Nachhaltigkeit als Perspektive
Der Prozess der Digitalisierung ist kein Naturereignis. Vielfach wird er im Zusammenhang mit Modellen der technischen und gesellschaftlichen Transformation diskutiert. Oft in dem Dreiklang: Globalisierung, Digitalisierung und Nachhaltigkeit.13 So plädierte der Wissenschaftliche Beirat der Bundesregierung Globale Umweltveränderungen (WBGU) 2011 in seinem Hauptgutachten für eine beschleunigte „große Transformation“ zur Nachhaltigkeit, die angesichts der gegenwärtigen Entwicklungen (z.B. rascher Klimawandel, Verlust an Biodiversität, fortschreitende Bodende-gradation) dringlich und sofort angegangen werden sollte.14
Darauf aufbauend hat Uwe Schneidewind, Direktor des Wuppertal Instituts für Klima, Umwelt, Energie in einem aktuellen Buch die große transformation15 Umsetzungsszenarien zusammengestellt.
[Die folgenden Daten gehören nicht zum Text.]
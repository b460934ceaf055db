//! Tournament selection.

use std::cmp::Ordering;

use rand::Rng;
use rand::rngs::StdRng;

use crate::genome::EvoAsset;

/// Preference between two contestants; `Greater` means `a` wins.
///
/// The genome that beats the other on strictly more objectives wins, which
/// covers Pareto dominance. A full tie goes to the lower generation.
pub fn compare(a: &EvoAsset, b: &EvoAsset) -> Ordering {
    let a_wins = a.fitness().improvements_over(b.fitness());
    let b_wins = b.fitness().improvements_over(a.fitness());
    a_wins.cmp(&b_wins).then_with(|| b.generation().cmp(&a.generation()))
}

/// Draws `size` contestants with replacement and returns the winner.
///
/// `None` only for an empty population.
pub fn tournament<'a>(population: &'a [EvoAsset], size: usize, rng: &mut StdRng) -> Option<&'a EvoAsset> {
    if population.is_empty() {
        return None;
    }
    (0..size.max(1))
        .map(|_| &population[rng.gen_range(0..population.len())])
        .reduce(|best, challenger| if compare(challenger, best) == Ordering::Greater { challenger } else { best })
}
Er möchte zeigen, dass eine Transformation nicht zwangsläufig in Katastrophen, Dystopien und Resignation münden muss, weil wir nicht nur mit großen Risiken umgehen, sondern auch über einen enormen Reichtum an Res-sourcen, kulturellen und technologischen Möglichkeiten verfügen. Mit einem Konzept der „Zukunftskunst“ meint er die Fähigkeit, kulturellen Wandel, kluge Politik, neues Wirtschaften und innovative Technologien miteinander zu verbinden. Im Team des jfc haben wir diese These lebhaft diskutiert und sehen in der Orientierung an Nachhaltigkeitskonzepten die Möglichkeit, auch die Medienpädagogik weiter zu entwickeln. Selbst wenn wir das bei Weitem noch nicht alles durchdacht oder gar umgesetzt haben, möchten wir mit Kindern und Jugendlichen, Eltern und Partnern, Universitäten und Politik darüber diskutieren, ob und wie digitale Medien zur nachhaltigen Entwicklung beitragen können. Wir möchten Kinder und Jugendliche befähigen, mit allen verfügbaren Technologien eine nachhaltige und gerechte Zukunft zu gestalten. In einigen Projekten haben wir erste Schritte in Richtung Umsetzung getan: z.B. im Upcycling-Projekt (gemeinsam mit Lizzynet) Besser machen, der Zukunftswerkstatt Digitopia, mit Making und FabLab-Ansätzen (Kunst & Kabel), dem Projekt Die Kreativhelden, der Entwicklungspolitischen Filmreihe beim Kinderfilmfestival. Mit unserem Umzug in ein neues Haus möchten wir uns der Vision eines nachhaltigen Medienzentrums noch mehr annähern. Stellen wir die Definition von Nachhaltigkeit in Bezug zu digitalen Medien: Wie können sie dazu dienen, „gleiche und hinreichende Entfaltungschancen für die Menschen auf diesem Planeten – heute und zukünftig – innerhalb der bestehenden planetaren Grenzen“16 herzustellen? Wir haben festgestellt, dass wir da auf viele pädagogisch relevante Fragestellungen stoßen, die wir mit Jugendlichen diskutieren und für die wir gemeinsam nach Antworten suchen wollen.